Setting up Azure Kubernetes Service with AMD Instinct MI300X

Setting up Azure Kubernetes Service with AMD Instinct MI300X#

Introduction#

Azure Kubernetes Service (AKS) and AMD Instinct MI300X accelerators (GPUs) form a powerful combination for the most advanced AI deployments—a setup capable of scaling up to thousands of GPUs. In this guide, you will learn how to create an AKS cluster, add a GPU node pool with AMD Instinct MI300X, stopping, starting, scaling, and deleting nodes, and installing and configuring kubectl. In addition, the guide covers installing and configuring the AMD GPU Operator to help you better leverage AMD Instinct GPUs on your cluster.

Prerequisites#

SSH Keys: Ensure you have an SSH key pair and OpenSSH installed on your local machine for secure VM access.
Azure Setup: You need an active Azure account and subscription, a resource group, and the necessary permissions to create and manage resources.
vCPU Quota: Verify your subscription has sufficient vCPU quota. Contact your Microsoft account representative if needed.
Command-Line Interpreter: You will need a command-line interpreter with Azure CLI installed on your local machine. Alternatively, you can use Azure Cloud Shell, which comes with the latest version of Azure CLI already installed.

Create variables#

Set the following variables to streamline the VM creation process. Update the placeholder values as necessary.

region="my-region"
resource_group="my-rg"
aks_name="my-aks"
systempool="systempool"
gpupool="gpupool"
vm_size="Standard_D32a_v4"
gpu_vm_size="Standard_ND96is_MI300X_v5"
os_sku="Ubuntu"
ssh_key="<ssh-rsa AAAB3...>"

To optimize resource allocation and cost efficiency, two different VM sizes are used in the AKS cluster. The Standard_D32a_v4 VM size is designated for the system node pool, handling general-purpose tasks and managing the cluster’s infrastructure. Meanwhile, the Standard_ND96is_MI300X_v5 VM size is allocated to the GPU node pool for AI workloads. This separation ensures efficient management of both regular operations and intensive AI processing without over-provisioning resources.

Note

As of today, the Standard_ND96isr_MI300X_v5 VM size with InfiniBand is not yet enabled in AKS. Therefore, this guide will focus on the Standard_ND96is_MI300X_v5. For more details on this instance type see the ND-MI300X-v5 Series on Microsoft’s docs.

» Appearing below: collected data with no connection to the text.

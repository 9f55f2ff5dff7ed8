//! Job operations
//!
//! All reads are scoped by owning user except `list_active_jobs`, which the
//! reconciler uses to rebuild the live set. Every write bumps `updated_at`.

use chrono::Utc;
use sqlx::sqlite::SqliteRow;
use sqlx::Row;
use std::str::FromStr;
use tracing::debug;

use super::records::{
    HeaderMap, HttpMethod, Job, JobFilter, JobPatch, JobStatus, NewJob, Page,
};
use super::Database;
use crate::constants::limits;
use crate::cron;
use crate::errors::{CoreError, CoreResult};

impl Database {
    /// Validate a job spec, compute its first firing instant, and persist
    /// the row. Never writes a partial job.
    pub async fn create_job(&self, user_id: i64, spec: NewJob) -> CoreResult<Job> {
        let name = validate_name(&spec.name)?;
        let description = validate_description(spec.description.as_deref())?;
        validate_url(&spec.url)?;
        validate_body(spec.body.as_deref())?;
        validate_headers(&spec.headers)?;

        let now = Utc::now();
        let next_execution = cron::validate_schedule(&spec.cron_expression, &spec.timezone, now)?;
        let headers_json = headers_to_json(&spec.headers)?;

        let result = sqlx::query(
            r#"
            INSERT INTO jobs (
                user_id, name, url, method, cron_expression, timezone, headers,
                body, description, status, success_count, failure_count,
                last_execution, next_execution, created_at, updated_at
            ) VALUES (?, ?, ?, ?, ?, ?, ?, ?, ?, 'active', 0, 0, NULL, ?, ?, ?)
            "#,
        )
        .bind(user_id)
        .bind(&name)
        .bind(spec.url.trim())
        .bind(spec.method.as_str())
        .bind(spec.cron_expression.trim())
        .bind(&spec.timezone)
        .bind(&headers_json)
        .bind(&spec.body)
        .bind(&description)
        .bind(next_execution)
        .bind(now)
        .bind(now)
        .execute(self.pool())
        .await?;

        let id = result.last_insert_rowid();
        debug!("Created job {} for user {}", id, user_id);
        self.get_job(user_id, id).await
    }

    /// Fetch a job owned by `user_id`. Deleted jobs and foreign owners both
    /// surface as `NotFound`.
    pub async fn get_job(&self, user_id: i64, id: i64) -> CoreResult<Job> {
        let row = sqlx::query(
            "SELECT * FROM jobs WHERE id = ? AND user_id = ? AND status != 'deleted'",
        )
        .bind(id)
        .bind(user_id)
        .fetch_optional(self.pool())
        .await?;

        row.map(|r| job_from_row(&r))
            .transpose()?
            .ok_or_else(|| CoreError::not_found("job", id))
    }

    /// Fetch a job by id regardless of owner or status. Dispatcher-internal.
    pub async fn get_job_unscoped(&self, id: i64) -> CoreResult<Option<Job>> {
        let row = sqlx::query("SELECT * FROM jobs WHERE id = ?")
            .bind(id)
            .fetch_optional(self.pool())
            .await?;
        row.map(|r| job_from_row(&r)).transpose()
    }

    /// List jobs for a user with filtering, search, and stable pagination.
    /// Returns the page plus the total row count for the filter.
    pub async fn list_jobs(
        &self,
        user_id: i64,
        filter: &JobFilter,
        page: &Page,
    ) -> CoreResult<(Vec<Job>, i64)> {
        let limit = page.limit.clamp(1, limits::PAGE_LIMIT_MAX) as i64;
        let offset = (page.page.max(1) as i64 - 1) * limit;

        let mut where_clause =
            String::from("WHERE user_id = ? AND status != 'deleted'");
        if filter.status.is_some() {
            where_clause.push_str(" AND status = ?");
        }
        if filter.search.is_some() {
            where_clause.push_str(" AND (lower(name) LIKE ? OR lower(url) LIKE ?)");
        }

        // Sort column and direction come from whitelisted enums; id ASC is
        // the tie-breaker for stable pages.
        let select_sql = format!(
            "SELECT * FROM jobs {} ORDER BY {} {}, id ASC LIMIT ? OFFSET ?",
            where_clause,
            page.sort_by.column(),
            page.order.keyword(),
        );
        let count_sql = format!("SELECT COUNT(*) FROM jobs {}", where_clause);

        let search_pattern = filter
            .search
            .as_ref()
            .map(|s| format!("%{}%", s.to_lowercase()));

        let mut select_query = sqlx::query(&select_sql).bind(user_id);
        let mut count_query = sqlx::query_scalar::<_, i64>(&count_sql).bind(user_id);
        if let Some(status) = filter.status {
            select_query = select_query.bind(status.as_str());
            count_query = count_query.bind(status.as_str());
        }
        if let Some(pattern) = &search_pattern {
            select_query = select_query.bind(pattern).bind(pattern);
            count_query = count_query.bind(pattern).bind(pattern);
        }

        let rows = select_query
            .bind(limit)
            .bind(offset)
            .fetch_all(self.pool())
            .await?;
        let total = count_query.fetch_one(self.pool()).await?;

        let jobs = rows
            .iter()
            .map(job_from_row)
            .collect::<CoreResult<Vec<_>>>()?;
        Ok((jobs, total))
    }

    /// Partial update. Recomputes `next_execution` when the schedule or the
    /// lifecycle status changes.
    pub async fn update_job(&self, user_id: i64, id: i64, patch: JobPatch) -> CoreResult<Job> {
        let existing = self.get_job(user_id, id).await?;

        if patch.status == Some(JobStatus::Deleted) {
            return Err(CoreError::validation(
                "jobs are deleted through the delete operation, not status updates",
            ));
        }

        let name = match &patch.name {
            Some(n) => validate_name(n)?,
            None => existing.name.clone(),
        };
        let url = match &patch.url {
            Some(u) => {
                validate_url(u)?;
                u.trim().to_string()
            }
            None => existing.url.clone(),
        };
        let method = patch.method.unwrap_or(existing.method);
        let cron_expression = patch
            .cron_expression
            .as_deref()
            .map(str::trim)
            .unwrap_or(existing.cron_expression.as_str())
            .to_string();
        // An update that carries a timezone uses it; otherwise the existing
        // one is retained. The recompute below always pairs the effective
        // cron with the effective timezone.
        let timezone = patch
            .timezone
            .clone()
            .unwrap_or_else(|| existing.timezone.clone());
        let headers = patch.headers.clone().unwrap_or_else(|| existing.headers.clone());
        validate_headers(&headers)?;
        let body = match &patch.body {
            Some(b) => b.clone(),
            None => existing.body.clone(),
        };
        validate_body(body.as_deref())?;
        let description = match &patch.description {
            Some(d) => validate_description(d.as_deref())?,
            None => existing.description.clone(),
        };
        let status = patch.status.unwrap_or(existing.status);

        let now = Utc::now();
        let schedule_changed = cron_expression != existing.cron_expression
            || timezone != existing.timezone;

        let next_execution = match status {
            JobStatus::Paused | JobStatus::Deleted => None,
            JobStatus::Active => {
                if schedule_changed || existing.status != JobStatus::Active {
                    Some(cron::validate_schedule(&cron_expression, &timezone, now)?)
                } else {
                    // Schedule untouched and still active; validate anyway so
                    // a bad stored pair can never survive an update.
                    cron::validate_schedule(&cron_expression, &timezone, now)?;
                    existing.next_execution
                }
            }
        };

        let headers_json = headers_to_json(&headers)?;
        sqlx::query(
            r#"
            UPDATE jobs SET
                name = ?, url = ?, method = ?, cron_expression = ?, timezone = ?,
                headers = ?, body = ?, description = ?, status = ?,
                next_execution = ?, updated_at = ?
            WHERE id = ? AND user_id = ?
            "#,
        )
        .bind(&name)
        .bind(&url)
        .bind(method.as_str())
        .bind(&cron_expression)
        .bind(&timezone)
        .bind(&headers_json)
        .bind(&body)
        .bind(&description)
        .bind(status.as_str())
        .bind(next_execution)
        .bind(now)
        .bind(id)
        .bind(user_id)
        .execute(self.pool())
        .await?;

        self.get_job(user_id, id).await
    }

    /// Soft delete. Idempotent: deleting an already-deleted job succeeds;
    /// a foreign or unknown id is `NotFound`.
    pub async fn delete_job(&self, user_id: i64, id: i64) -> CoreResult<()> {
        let result = sqlx::query(
            r#"
            UPDATE jobs SET status = 'deleted', next_execution = NULL, updated_at = ?
            WHERE id = ? AND user_id = ? AND status != 'deleted'
            "#,
        )
        .bind(Utc::now())
        .bind(id)
        .bind(user_id)
        .execute(self.pool())
        .await?;

        if result.rows_affected() > 0 {
            debug!("Soft-deleted job {}", id);
            return Ok(());
        }

        // Distinguish "already deleted" (ok) from "not yours / missing"
        let owned: Option<i64> =
            sqlx::query_scalar("SELECT id FROM jobs WHERE id = ? AND user_id = ?")
                .bind(id)
                .bind(user_id)
                .fetch_optional(self.pool())
                .await?;
        match owned {
            Some(_) => Ok(()),
            None => Err(CoreError::not_found("job", id)),
        }
    }

    /// Flip a job between active and paused, maintaining the
    /// status/next-execution coupling.
    pub async fn toggle_job(&self, user_id: i64, id: i64) -> CoreResult<Job> {
        let existing = self.get_job(user_id, id).await?;
        let now = Utc::now();

        let (new_status, next_execution) = match existing.status {
            JobStatus::Active => (JobStatus::Paused, None),
            JobStatus::Paused => {
                let next =
                    cron::validate_schedule(&existing.cron_expression, &existing.timezone, now)?;
                (JobStatus::Active, Some(next))
            }
            // get_job filters deleted rows
            JobStatus::Deleted => return Err(CoreError::not_found("job", id)),
        };

        sqlx::query(
            "UPDATE jobs SET status = ?, next_execution = ?, updated_at = ? WHERE id = ? AND user_id = ?",
        )
        .bind(new_status.as_str())
        .bind(next_execution)
        .bind(now)
        .bind(id)
        .bind(user_id)
        .execute(self.pool())
        .await?;

        debug!("Toggled job {} to {}", id, new_status);
        self.get_job(user_id, id).await
    }

    /// Global listing of active jobs. Reconciler-only; no user scope.
    pub async fn list_active_jobs(&self) -> CoreResult<Vec<Job>> {
        let rows = sqlx::query("SELECT * FROM jobs WHERE status = 'active' ORDER BY id ASC")
            .fetch_all(self.pool())
            .await?;
        rows.iter().map(job_from_row).collect()
    }
}

// ============================================================================
// Validation and row mapping
// ============================================================================

fn validate_name(name: &str) -> CoreResult<String> {
    let trimmed = name.trim();
    if trimmed.is_empty() {
        return Err(CoreError::validation("job name must not be empty"));
    }
    if trimmed.chars().count() > limits::JOB_NAME_MAX {
        return Err(CoreError::validation(format!(
            "job name exceeds {} characters",
            limits::JOB_NAME_MAX
        )));
    }
    Ok(trimmed.to_string())
}

fn validate_description(description: Option<&str>) -> CoreResult<Option<String>> {
    match description {
        None => Ok(None),
        Some(d) => {
            if d.chars().count() > limits::JOB_DESCRIPTION_MAX {
                return Err(CoreError::validation(format!(
                    "description exceeds {} characters",
                    limits::JOB_DESCRIPTION_MAX
                )));
            }
            Ok(Some(d.to_string()))
        }
    }
}

fn validate_url(url: &str) -> CoreResult<()> {
    let parsed = reqwest::Url::parse(url.trim())
        .map_err(|e| CoreError::validation(format!("invalid URL: {}", e)))?;
    match parsed.scheme() {
        "http" | "https" => Ok(()),
        other => Err(CoreError::validation(format!(
            "URL scheme must be http or https, got '{}'",
            other
        ))),
    }
}

fn validate_body(body: Option<&str>) -> CoreResult<()> {
    if let Some(b) = body {
        if b.chars().count() > limits::JOB_BODY_MAX_CHARS {
            return Err(CoreError::validation(format!(
                "request body exceeds {} characters",
                limits::JOB_BODY_MAX_CHARS
            )));
        }
    }
    Ok(())
}

fn validate_headers(headers: &HeaderMap) -> CoreResult<()> {
    for (name, value) in headers {
        reqwest::header::HeaderName::try_from(name.as_str())
            .map_err(|_| CoreError::validation(format!("invalid header name '{}'", name)))?;
        reqwest::header::HeaderValue::try_from(value.as_str())
            .map_err(|_| CoreError::validation(format!("invalid value for header '{}'", name)))?;
    }
    Ok(())
}

fn headers_to_json(headers: &HeaderMap) -> CoreResult<String> {
    serde_json::to_string(headers)
        .map_err(|e| CoreError::internal(format!("failed to encode headers: {}", e)))
}

pub(super) fn job_from_row(row: &SqliteRow) -> CoreResult<Job> {
    let status_str: String = row.try_get("status")?;
    let status = JobStatus::from_str(&status_str).map_err(CoreError::internal)?;
    let method_str: String = row.try_get("method")?;
    let method = HttpMethod::from_str(&method_str).map_err(CoreError::internal)?;
    let headers_json: String = row.try_get("headers")?;
    let headers: HeaderMap = serde_json::from_str(&headers_json)
        .map_err(|e| CoreError::internal(format!("corrupt headers column: {}", e)))?;

    Ok(Job {
        id: row.try_get("id")?,
        user_id: row.try_get("user_id")?,
        name: row.try_get("name")?,
        url: row.try_get("url")?,
        method,
        cron_expression: row.try_get("cron_expression")?,
        timezone: row.try_get("timezone")?,
        headers,
        body: row.try_get("body")?,
        description: row.try_get("description")?,
        status,
        success_count: row.try_get("success_count")?,
        failure_count: row.try_get("failure_count")?,
        last_execution: row.try_get("last_execution")?,
        next_execution: row.try_get("next_execution")?,
        created_at: row.try_get("created_at")?,
        updated_at: row.try_get("updated_at")?,
    })
}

For the ssh_key value, replace the placeholder <ssh-rsa AAAAB3...> with your SSH public key string.

Create AKS cluster#

Each AKS deployment spans two resource groups. You create the first resource group, which contains only the Kubernetes service. In this user guide, as stated in the prerequisites, we assume this resource group already exists.

The second resource group is called the node resource group. It is automatically created by AKS when you execute the az aks create command. By default, this resource group has a name based on the pattern MC_resourcegroupname_clustername_location. Its purpose is to store all the infrastructure resources associated with the cluster, including the virtual machine scale sets (VMSS), which themselves include the VMs (the nodes), virtual networking, public IP addresses, and storage.

Important

You should only use the node resource group for resources that share the cluster’s life cycle. Do not modify any of its resources, as doing so can lead to cluster operation failures.

To create the AKS cluster using Azure CLI, execute the following command:

az aks create \
    --location $region \
    --resource-group $resource_group \
    --name $aks_name \
    --nodepool-name $systempool \
    --node-vm-size $vm_size \
    --os-sku $os_sku \
    --ssh-key-value "$ssh_key" \
    --node-count 1 \
    --node-osdisk-size 256 \
    --node-osdisk-type Managed \
    --enable-node-public-ip

This command creates an AKS cluster with a system node pool containing a single node dedicated to running critical system components. The system node pool is specifically named “systempool” to clearly distinguish its purpose from user workloads. The node is provisioned with a 256 GB managed OS disk, providing storage for system services. The command also enables a public IP address for the node, allowing direct external access.

Important

For production environments, enhance security by: 1) restricting API access with --api-server-authorized-ip-ranges, 2) implementing network policies for improved traffic control, and 3) using managed identities for enhanced authentication. For more information, see AKS security best practices.

Note

Node pools group together nodes (VMs) of the same size and configuration by implementing virtual machine scale sets (VMSS). If you want to have different node sizes in a single cluster, you need to create multiple node pools, one for each size.

Add MI300X GPU node pool#

To support AI workloads, add a user node pool with two MI300X VMs to your AKS cluster.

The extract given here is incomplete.